Editor's Review

12,424 candidates missed the 2020 KCPE examinations.

The Ministry of Education is puzzled after 12,424 candidates missed the 2020 Kenya Certificate of Primary Education (KCPE) examinations.

The revelation has since sent shock waves throughout the ministry, with the number of exam absentees doubling from those in 2019 where 5530 candidates missed their exams.

Officials at the ministry have attributed a majority of the cases to the effects of the Covid-19 pandemic which saw schools closed for a better part of the year 2020.

In other instances, the massive job losses and economic decline saw some parents unable to provide for their families.

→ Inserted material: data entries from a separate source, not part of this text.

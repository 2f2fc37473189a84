use std::collections::HashSet;

use synoptic_checklists::error::ChecklistError;
use synoptic_checklists::{all_checklists, get_checklist, require_checklist};
use synoptic_core::{AnswerStore, FieldKind, FormSchema};

#[test]
fn every_checklist_schema_is_well_formed() {
    for checklist in all_checklists() {
        let result = checklist.schema().validate();
        assert_eq!(result, Ok(()), "checklist {} has schema issues", checklist.id());
    }
}

#[test]
fn registry_holds_four_checklists_with_unique_ids_and_slugs() {
    let checklists = all_checklists();
    assert_eq!(checklists.len(), 4);

    let ids: HashSet<&str> = checklists.iter().map(|c| c.id()).collect();
    assert_eq!(
        ids,
        HashSet::from(["hcc", "ampulla_vater", "colorectal", "kidney"])
    );

    let slugs: HashSet<&str> = checklists.iter().map(|c| c.schema().slug.as_str()).collect();
    assert_eq!(slugs.len(), 4);

    for checklist in &checklists {
        assert_eq!(checklist.schema().id, checklist.id());
        assert_eq!(checklist.schema().name, checklist.name());
        assert!(checklist.schema().title.ends_with("PATHOLOGY REPORT"));
    }
}

#[test]
fn lookup_by_id() {
    let kidney = get_checklist("kidney").expect("kidney is registered");
    assert_eq!(kidney.name(), "Kidney");
    assert!(get_checklist("lung").is_none());

    match require_checklist("lung") {
        Err(ChecklistError::UnknownChecklist(id)) => assert_eq!(id, "lung"),
        other => panic!("expected UnknownChecklist, got {:?}", other.map(|c| c.id().to_string())),
    }
}

#[test]
fn field_lookup_rejects_undeclared_keys() {
    let hcc = require_checklist("hcc").unwrap();
    assert_eq!(hcc.field("num_tumors").unwrap().kind, FieldKind::Number);

    let err = hcc.field("no_such_field").unwrap_err();
    match err {
        ChecklistError::UnknownField { checklist_id, key } => {
            assert_eq!(checklist_id, "hcc");
            assert_eq!(key, "no_such_field");
        }
        other => panic!("expected UnknownField, got {other:?}"),
    }
}

#[test]
fn radio_groups_default_to_their_first_option() {
    let kidney = require_checklist("kidney").unwrap();
    let size_method = kidney.field("size_method").unwrap();
    assert_eq!(size_method.kind, FieldKind::SingleSelect);
    assert_eq!(
        size_method.default.as_ref().and_then(|v| v.as_text()),
        Some(size_method.options[0].as_str())
    );

    // Plain selects start unanswered.
    assert!(kidney.field("procedure").unwrap().default.is_none());
}

#[test]
fn out_of_range_visible_numbers_are_reported() {
    let kidney = require_checklist("kidney").unwrap();
    let answers = AnswerStore::new("kidney")
        .with("age", 150.0)
        .with("necrosis", "Present")
        .with("necrosis_percentage", 40.0);

    let errors = kidney.validate_answers(&answers);
    assert_eq!(errors.len(), 1);
    assert_eq!(errors[0].key, "age");
    assert_eq!(errors[0].value, 150.0);
}

#[test]
fn hidden_numbers_are_not_validated() {
    let kidney = require_checklist("kidney").unwrap();
    // One tumor is below the multifocal minimum, but the field is hidden.
    let answers = AnswerStore::new("kidney")
        .with("focality", "Unifocal")
        .with("tumor_number", 1.0);
    assert!(kidney.validate_answers(&answers).is_empty());

    let answers = answers.with("focality", "Multifocal");
    let errors = kidney.validate_answers(&answers);
    assert_eq!(errors.len(), 1);
    assert_eq!(errors[0].key, "tumor_number");
}

#[test]
fn hcc_tumor_sections_follow_nodule_count() {
    let hcc = require_checklist("hcc").unwrap();
    let schema = hcc.schema();

    let titles: Vec<&str> = schema.sections.iter().filter_map(|s| s.title.as_deref()).collect();
    for n in 1..=5 {
        let title = format!("TUMOR {n} CHARACTERISTICS");
        assert!(titles.contains(&title.as_str()), "missing {title}");
    }

    let answers = AnswerStore::new("hcc")
        .with("num_tumors", 2.0)
        .with("tumor_id_0", "A")
        .with("tumor_id_1", "B")
        .with("tumor_id_2", "C");
    let resolved = schema.resolve(&answers);
    assert!(resolved.is_field_visible("tumor_id_0"));
    assert!(resolved.is_field_visible("tumor_id_1"));
    assert!(!resolved.is_field_visible("tumor_id_2"));
    assert_eq!(resolved.display("tumor_id_1").as_deref(), Some("B"));
    assert!(resolved.get("tumor_id_2").is_none());
}

#[test]
fn ampulla_margin_details_cascade_from_checkboxes() {
    let ampulla = require_checklist("ampulla_vater").unwrap();
    let answers = AnswerStore::new("ampulla_vater")
        .with("hgd_cannot_determine", false)
        .with("hgd_cannot_detail", "fragmented");
    let resolved = ampulla.schema().resolve(&answers);
    assert!(!resolved.is_field_visible("hgd_cannot_detail"));
}

#[test]
fn schemas_serialize_for_hosts() {
    for checklist in all_checklists() {
        let json = serde_json::to_string(checklist.schema()).unwrap();
        let back: FormSchema = serde_json::from_str(&json).unwrap();
        assert_eq!(&back, checklist.schema());
    }
}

The Cabinet Secretary George Magoha-led ministry is yet to account for the absenteeism that was witnessed on the October 2020 schools' partial reopening and the full opening on January 4, 2021.

The CS while announcing the results, however, downplayed the absenteeism, saying it was insignificant compared to the 1.18 million candidates who sat for the exams.

Early marriages, teenage pregnancies, deaths, sickness, and displacements by natural disasters and raids are some of the factors the ministry highlighted as a cause for the candidates missing the exams.

Basic Education Principal Secretary Julius Jwan on April 17, 2021, stated that a majority of the candidates were from pastoralist communities and girls who had either been married off or become pregnant.

Thousands of candidates missed the exams despite the government's efforts to ensure all of them sat for the tests. Education officials and police delivered examination papers to hospitals and police cells to ensure candidates did the exams.

The ministry has since indicated that 80 percent of the absentees refused to go back to school while the other 20 percent could not be traced as they had relocated.

All the 1.18 million candidates who sat for the 2020 KCPE exams will be absorbed into secondary schools.